The 30-year-old front end web developer described the area as "fascinating and diverse".
He said he is quite civic-minded and takes voting seriously, but believes people also have a right not to vote, because that is a sign of democracy.
"I feel my vote has a lot of power. And I don't take that for granted."
A 24-year-old ahead of him in the queue said he was going to vote "because my mother said I must".
A hotel worker said he caught a bus from the city, and would go back to work again after he has voted.
He estimated the whole exercise would take around two hours. Other colleagues just shrugged their shoulders saying they would not have time.
Standing to win
Friends Joseph Phiri and Humphrey Zimbiri arrived with two hours to spare until voting closes at 19:00. Zimbiri was resplendent in a bright outfit showing off his love of Rastafarianism.

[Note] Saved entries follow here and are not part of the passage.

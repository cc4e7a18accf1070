//! External command execution.

pub mod command;
pub mod platform;

pub use command::{execute, run, run_checked, CommandOptions, CommandResult};
pub use platform::is_ci;
//! Visual theme and styling.

use console::Style;

/// Styles used by the terminal UI.
#[derive(Debug, Clone)]
pub struct ProjkitTheme {
    /// Style for success messages (green).
    pub success: Style,
    /// Style for warning messages (orange).
    pub warning: Style,
    /// Style for error messages (red bold).
    pub error: Style,
    /// Style for dim/secondary text.
    pub dim: Style,
    /// Style for highlighted/important text (bold).
    pub highlight: Style,
    /// Style for headers (cyan bold).
    pub header: Style,
}

impl Default for ProjkitTheme {
    fn default() -> Self {
        Self::new()
    }
}

impl ProjkitTheme {
    /// Create the default theme.
    pub fn new() -> Self {
        Self {
            success: Style::new().green(),
            warning: Style::new().color256(208),
            error: Style::new().red().bold(),
            dim: Style::new().dim(),
            highlight: Style::new().bold(),
            header: Style::new().bold().cyan(),
        }
    }

    /// Create a theme without colors (for non-TTY or --no-color).
    pub fn plain() -> Self {
        Self {
            success: Style::new(),
            warning: Style::new(),
            error: Style::new(),
            dim: Style::new(),
            highlight: Style::new(),
            header: Style::new(),
        }
    }

    /// Format a success message (icon + text in green).
    pub fn format_success(&self, msg: &str) -> String {
        format!("{}", self.success.apply_to(format!("✓ {}", msg)))
    }

    /// Format a warning message (icon + text in orange).
    pub fn format_warning(&self, msg: &str) -> String {
        format!("{}", self.warning.apply_to(format!("⚠ {}", msg)))
    }

    /// Format an error message (icon + text in red bold).
    pub fn format_error(&self, msg: &str) -> String {
        format!("{}", self.error.apply_to(format!("✗ {}", msg)))
    }

    /// Format a header banner.
    pub fn format_header(&self, title: &str) -> String {
        format!("{}", self.header.apply_to(title))
    }
}

/// Check if colors should be enabled.
pub fn should_use_colors() -> bool {
    // https://no-color.org/
    if std::env::var("NO_COLOR").is_ok() {
        return false;
    }

    console::Term::stdout().is_term()
}
//! Field completeness across a directory of scripts.

use std::fs;
use std::path::{Path, PathBuf};

use crate::check::CheckOutcome;
use crate::error::Result;

use super::extractor::{extract_field, DEFAULT_FIELD_LINES};

/// Script extension checked when no filter is given.
pub const DEFAULT_EXTENSION: &str = "R";

/// Check that every file with `extension` in `dir` carries a non-empty `field`.
///
/// Files are inspected in file-name order. Passes when nothing is missing,
/// otherwise fails with the comma-separated names of the offending files,
/// which renders as `FALSE: a.R,b.R` in a report.
pub fn validate_field(dir: &Path, field: &str, extension: &str) -> Result<CheckOutcome> {
    validate_field_within(dir, field, extension, DEFAULT_FIELD_LINES)
}

/// Like [`validate_field`], scanning `max_lines` leading lines per file.
pub fn validate_field_within(
    dir: &Path,
    field: &str,
    extension: &str,
    max_lines: usize,
) -> Result<CheckOutcome> {
    let mut missing = Vec::new();

    for path in files_with_extension(dir, extension)? {
        if extract_field(&path, field, max_lines)?.is_empty() {
            tracing::debug!("{} has no {} field", path.display(), field);
            missing.push(file_name(&path));
        }
    }

    if missing.is_empty() {
        Ok(CheckOutcome::Pass)
    } else {
        Ok(CheckOutcome::fail(missing.join(",")))
    }
}

/// List regular files in `dir` whose extension is exactly `extension`.
fn files_with_extension(dir: &Path, extension: &str) -> Result<Vec<PathBuf>> {
    let mut files = Vec::new();

    for entry in fs::read_dir(dir)? {
        let path = entry?.path();
        if path.is_file() && path.extension().is_some_and(|ext| ext == extension) {
            files.push(path);
        }
    }

    files.sort();
    Ok(files)
}

fn file_name(path: &Path) -> String {
    path.file_name()
        .map(|n| n.to_string_lossy().into_owned())
        .unwrap_or_default()
}
//! Field extraction from the leading lines of a file.

use std::borrow::Cow;
use std::fs::File;
use std::io::{BufRead, BufReader};
use std::path::Path;

use regex::{Regex, RegexBuilder};

use crate::error::{ProjkitError, Result};

/// Number of leading lines scanned when no limit is given.
pub const DEFAULT_FIELD_LINES: usize = 10;

/// Extract the value of `field` from the first `max_lines` lines of a file.
///
/// The label matches case-insensitively and tolerates a trailing `s`, so
/// `Description`, `DESCRIPTION` and `Descriptions` all match the field
/// `Description`. Only the first matching line is used. The value is the
/// rest of that line after the colon, without leading whitespace.
///
/// Returns an empty string when no line within the limit carries the field.
/// Bytes that are not valid UTF-8 (for example a Latin-1 header) are
/// replaced rather than treated as an error.
///
/// # Errors
///
/// Returns [`ProjkitError::FileNotFound`] if the file does not exist and
/// [`ProjkitError::Io`] if it cannot be read.
pub fn extract_field(path: &Path, field: &str, max_lines: usize) -> Result<String> {
    let file = File::open(path).map_err(|e| {
        if e.kind() == std::io::ErrorKind::NotFound {
            ProjkitError::FileNotFound {
                path: path.to_path_buf(),
            }
        } else {
            ProjkitError::Io(e)
        }
    })?;

    let pattern = field_pattern(field)?;

    let mut reader = BufReader::new(file);
    let mut buf = Vec::new();
    for _ in 0..max_lines {
        buf.clear();
        if reader.read_until(b'\n', &mut buf)? == 0 {
            break;
        }

        let line = String::from_utf8_lossy(&buf);
        if matches!(line, Cow::Owned(_)) {
            tracing::warn!("{} is not valid UTF-8; reading it lossily", path.display());
        }
        let line = line.trim_end_matches(['\n', '\r']);
        if let Some(m) = pattern.find(line) {
            return Ok(line[m.end()..].to_string());
        }
    }

    Ok(String::new())
}

fn field_pattern(field: &str) -> Result<Regex> {
    RegexBuilder::new(&format!(r"{}s*:\s*", regex::escape(field)))
        .case_insensitive(true)
        .build()
        .map_err(|e| anyhow::anyhow!("invalid field name '{}': {}", field, e).into())
}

Said Phiri: "I like politics and I read a lot of politics, so I know what I am doing. The choice for me is very simple. I am a member of a political party that is standing to win."
Inside, party agents watched electoral officials frantically stamp and hand out ballot papers for the 2 877 people registered at that station.
But it was not going smoothly for some, who complained that although they had registered there, they were being sent to another polling station.
"Ag I am not going to battle with this," said one woman driving off in a huff.